▸ AIM OF THE EXERCISE: Scan the data below. Pull out each line where "next" occurs.

▸ SUPPLIED DATA:
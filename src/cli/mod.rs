use std::env;
use std::fs::OpenOptions;
use std::path::{Path, PathBuf};
use std::sync::Mutex;

use anyhow::{Context, Result};
use clap::{Parser, Subcommand};
use once_cell::sync::OnceCell;
use tracing_subscriber::{fmt, EnvFilter};

use crate::app;
use crate::config::{ConfigLoader, CONFIG_ENV, DATA_ENV};
use crate::delivery::ScriptDelivery;
use crate::storage::RosterStore;

pub mod commands;

use self::commands::{SendArgs, ShowArgs};

const LOG_FILE: &str = "rostertui.log";

#[derive(Parser, Debug)]
#[command(
    name = "rostertui",
    version,
    about = "Terminal roster messenger: pick contacts, compose, send"
)]
pub struct Cli {
    #[command(subcommand)]
    pub command: Option<Commands>,

    /// Override the config file location (takes precedence over ROSTERTUI_CONFIG)
    #[arg(long)]
    pub config: Option<PathBuf>,

    /// Override the data directory (takes precedence over ROSTERTUI_DATA)
    #[arg(long)]
    pub data_dir: Option<PathBuf>,

    /// Minimum log level (trace, debug, info, warn, error)
    #[arg(long, default_value = "info")]
    pub log_level: String,
}

#[derive(Subcommand, Debug)]
pub enum Commands {
    /// Launch the interactive TUI (default)
    Tui,
    /// Send one message without the TUI: `[to] NAMES : MESSAGE`
    Send(SendArgs),
    /// Print every roster with its contact count
    Lists,
    /// Print one roster as a table
    Show(ShowArgs),
}

pub fn run() -> Result<()> {
    let cli = Cli::parse();

    if let Some(path) = &cli.config {
        env::set_var(CONFIG_ENV, path);
    }
    if let Some(path) = &cli.data_dir {
        env::set_var(DATA_ENV, path);
    }

    let loader = ConfigLoader::discover()?;
    loader.paths().ensure_directories()?;
    let paths = loader.paths().clone();
    let command = cli.command.unwrap_or(Commands::Tui);

    // The TUI owns the screen, so its logs go to a file instead of stderr.
    let log_file = matches!(command, Commands::Tui).then(|| paths.log_dir.join(LOG_FILE));
    init_tracing(&cli.log_level, log_file.as_deref())
        .with_context(|| format!("initialising logging at level {}", cli.log_level))?;
    let config = loader.load_or_init()?;

    let store = RosterStore::new(config.lists.dir.clone(), config.lists.aliases.clone());
    let delivery = ScriptDelivery::new(
        config.delivery.program.clone(),
        config.delivery.script.clone(),
    );
    tracing::debug!(lists = %config.lists.dir.display(), ?command, "starting");

    match command {
        Commands::Tui => app::run_tui(config, store, Box::new(delivery)),
        Commands::Send(args) => commands::send(&config, &store, &delivery, args),
        Commands::Lists => commands::lists(&store),
        Commands::Show(args) => commands::show(&store, args),
    }
}

fn init_tracing(level: &str, file: Option<&Path>) -> Result<()> {
    static INIT: OnceCell<()> = OnceCell::new();
    INIT.get_or_try_init(|| {
        let env_filter = EnvFilter::try_new(level).unwrap_or_else(|_| EnvFilter::new("info"));
        match file {
            Some(path) => {
                let file = OpenOptions::new()
                    .create(true)
                    .append(true)
                    .open(path)
                    .with_context(|| format!("opening log file {}", path.display()))?;
                fmt()
                    .with_env_filter(env_filter)
                    .with_ansi(false)
                    .with_writer(Mutex::new(file))
                    .init();
            }
            None => {
                fmt()
                    .with_env_filter(env_filter)
                    .with_writer(std::io::stderr)
                    .init();
            }
        }
        Ok(())
    })
    .map(|_| ())
}
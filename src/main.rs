fn main() -> anyhow::Result<()> {
    roster_tui::cli::run()
}
use std::collections::HashSet;

use indexmap::IndexSet;
use once_cell::sync::Lazy;
use regex::Regex;
use unicode_normalization::UnicodeNormalization;

static ALIAS_SPLIT: Lazy<Regex> =
    Lazy::new(|| Regex::new(r"[,\s;/]+").expect("valid alias separator pattern"));

/// A single roster entry. Values are immutable once built; edits produce a
/// fresh roster that is persisted wholesale.
#[derive(Debug, Clone, PartialEq, Eq)]
pub struct Contact {
    pub name: String,
    /// Lowercase, accent-stripped first word of `name`.
    pub first: String,
    /// ASCII digits with an optional leading '+', or an `@` handle as typed.
    pub number: String,
    pub aliases: IndexSet<String>,
    name_key: String,
}

impl Contact {
    pub fn new(name: &str, number: &str, aliases_raw: &str) -> Self {
        let name = name.trim().to_string();
        let name_key = normalize_name(&name);
        let first = name_key
            .split(' ')
            .next()
            .unwrap_or_default()
            .to_string();
        Self {
            name,
            first,
            number: normalize_number(number),
            aliases: parse_aliases(aliases_raw),
            name_key,
        }
    }

    /// A recipient given directly as a phone number or `@` handle rather
    /// than a roster name. It has no first name to personalize with.
    pub fn from_handle(raw: &str) -> Self {
        let raw = raw.trim();
        let number = if raw.contains('@') {
            raw.to_lowercase()
        } else {
            normalize_number(raw)
        };
        Self {
            name: raw.to_string(),
            first: String::new(),
            number,
            aliases: IndexSet::new(),
            name_key: String::new(),
        }
    }

    /// Normalized full name used for matching.
    pub fn name_key(&self) -> &str {
        &self.name_key
    }

    pub fn name_words(&self) -> impl Iterator<Item = &str> {
        self.name_key.split(' ').filter(|word| !word.is_empty())
    }

    pub fn first_word(&self) -> Option<&str> {
        self.name_words().next()
    }

    pub fn last_word(&self) -> Option<&str> {
        self.name_words().last()
    }

    pub fn initials(&self) -> String {
        self.name_words()
            .filter_map(|word| word.chars().next())
            .collect()
    }

    pub fn aliases_joined(&self, separator: &str) -> String {
        self.aliases
            .iter()
            .map(String::as_str)
            .collect::<Vec<_>>()
            .join(separator)
    }

    /// First name with its leading letter uppercased, for `-N` placeholders.
    pub fn first_capitalized(&self) -> String {
        capitalize(&self.first)
    }
}

/// NFKD-folds to ASCII, lowercases, turns `.` and `,` into spaces and
/// collapses runs of whitespace.
pub fn normalize_name(raw: &str) -> String {
    let folded: String = raw
        .nfkd()
        .filter(char::is_ascii)
        .map(|ch| match ch {
            '.' | ',' => ' ',
            other => other.to_ascii_lowercase(),
        })
        .collect();
    folded.split_whitespace().collect::<Vec<_>>().join(" ")
}

pub fn normalize_number(raw: &str) -> String {
    let mut out = String::with_capacity(raw.len());
    for ch in raw.chars() {
        if ch.is_ascii_digit() {
            out.push(ch);
        } else if ch == '+' && out.is_empty() {
            out.push(ch);
        }
    }
    out
}

pub fn parse_aliases(raw: &str) -> IndexSet<String> {
    ALIAS_SPLIT
        .split(raw.trim())
        .map(str::trim)
        .filter(|alias| !alias.is_empty())
        .map(str::to_lowercase)
        .collect()
}

/// Keeps the first contact seen for every number.
pub fn dedup_by_number<I>(contacts: I) -> Vec<Contact>
where
    I: IntoIterator<Item = Contact>,
{
    let mut seen = HashSet::new();
    contacts
        .into_iter()
        .filter(|contact| seen.insert(contact.number.clone()))
        .collect()
}

pub fn capitalize(word: &str) -> String {
    let mut chars = word.chars();
    match chars.next() {
        Some(head) => head.to_uppercase().chain(chars).collect(),
        None => String::new(),
    }
}

#[cfg(test)]
mod tests {
    use super::*;

    #[test]
    fn normalize_name_folds_accents_and_punctuation() {
        assert_eq!(normalize_name("  José  O'Neil, Jr. "), "jose o'neil jr");
        assert_eq!(normalize_name("Zoë"), "zoe");
        assert_eq!(normalize_name(""), "");
    }

    #[test]
    fn normalize_number_keeps_only_leading_plus() {
        assert_eq!(normalize_number("+1 (555) 000-1234"), "+15550001234");
        assert_eq!(normalize_number("555+1"), "5551");
        assert_eq!(normalize_number("tel: +44 20"), "+4420");
    }

    #[test]
    fn aliases_split_on_mixed_separators() {
        let aliases = parse_aliases("Bay, B/bm;  bay");
        assert_eq!(aliases.into_iter().collect::<Vec<_>>(), vec!["bay", "b", "bm"]);
        assert!(parse_aliases("   ").is_empty());
    }

    #[test]
    fn contact_derives_first_name_and_initials() {
        let contact = Contact::new("Jordan Élan Lee", "+1 555 0001", "jel");
        assert_eq!(contact.first, "jordan");
        assert_eq!(contact.initials(), "jel");
        assert_eq!(contact.first_word(), Some("jordan"));
        assert_eq!(contact.last_word(), Some("lee"));
        assert_eq!(contact.number, "+15550001");
        assert_eq!(contact.first_capitalized(), "Jordan");
    }

    #[test]
    fn handles_keep_emails_and_normalize_numbers() {
        let phone = Contact::from_handle(" +1 (555) 012-3 ");
        assert_eq!(phone.name, "+1 (555) 012-3");
        assert_eq!(phone.number, "+15550123");
        assert_eq!(phone.first, "");
        assert_eq!(Contact::from_handle("Ann@Example.com").number, "ann@example.com");
    }

    #[test]
    fn dedup_keeps_first_by_number() {
        let people = vec![
            Contact::new("Ann", "1", ""),
            Contact::new("Anna", "2", ""),
            Contact::new("Ann Again", "1", ""),
        ];
        let names: Vec<_> = dedup_by_number(people)
            .into_iter()
            .map(|contact| contact.name)
            .collect();
        assert_eq!(names, vec!["Ann", "Anna"]);
    }
}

▸ RESPONSE:
            .next()
        self.name_words().next()
            .filter_map(|word| word.chars().next())
    match chars.next() {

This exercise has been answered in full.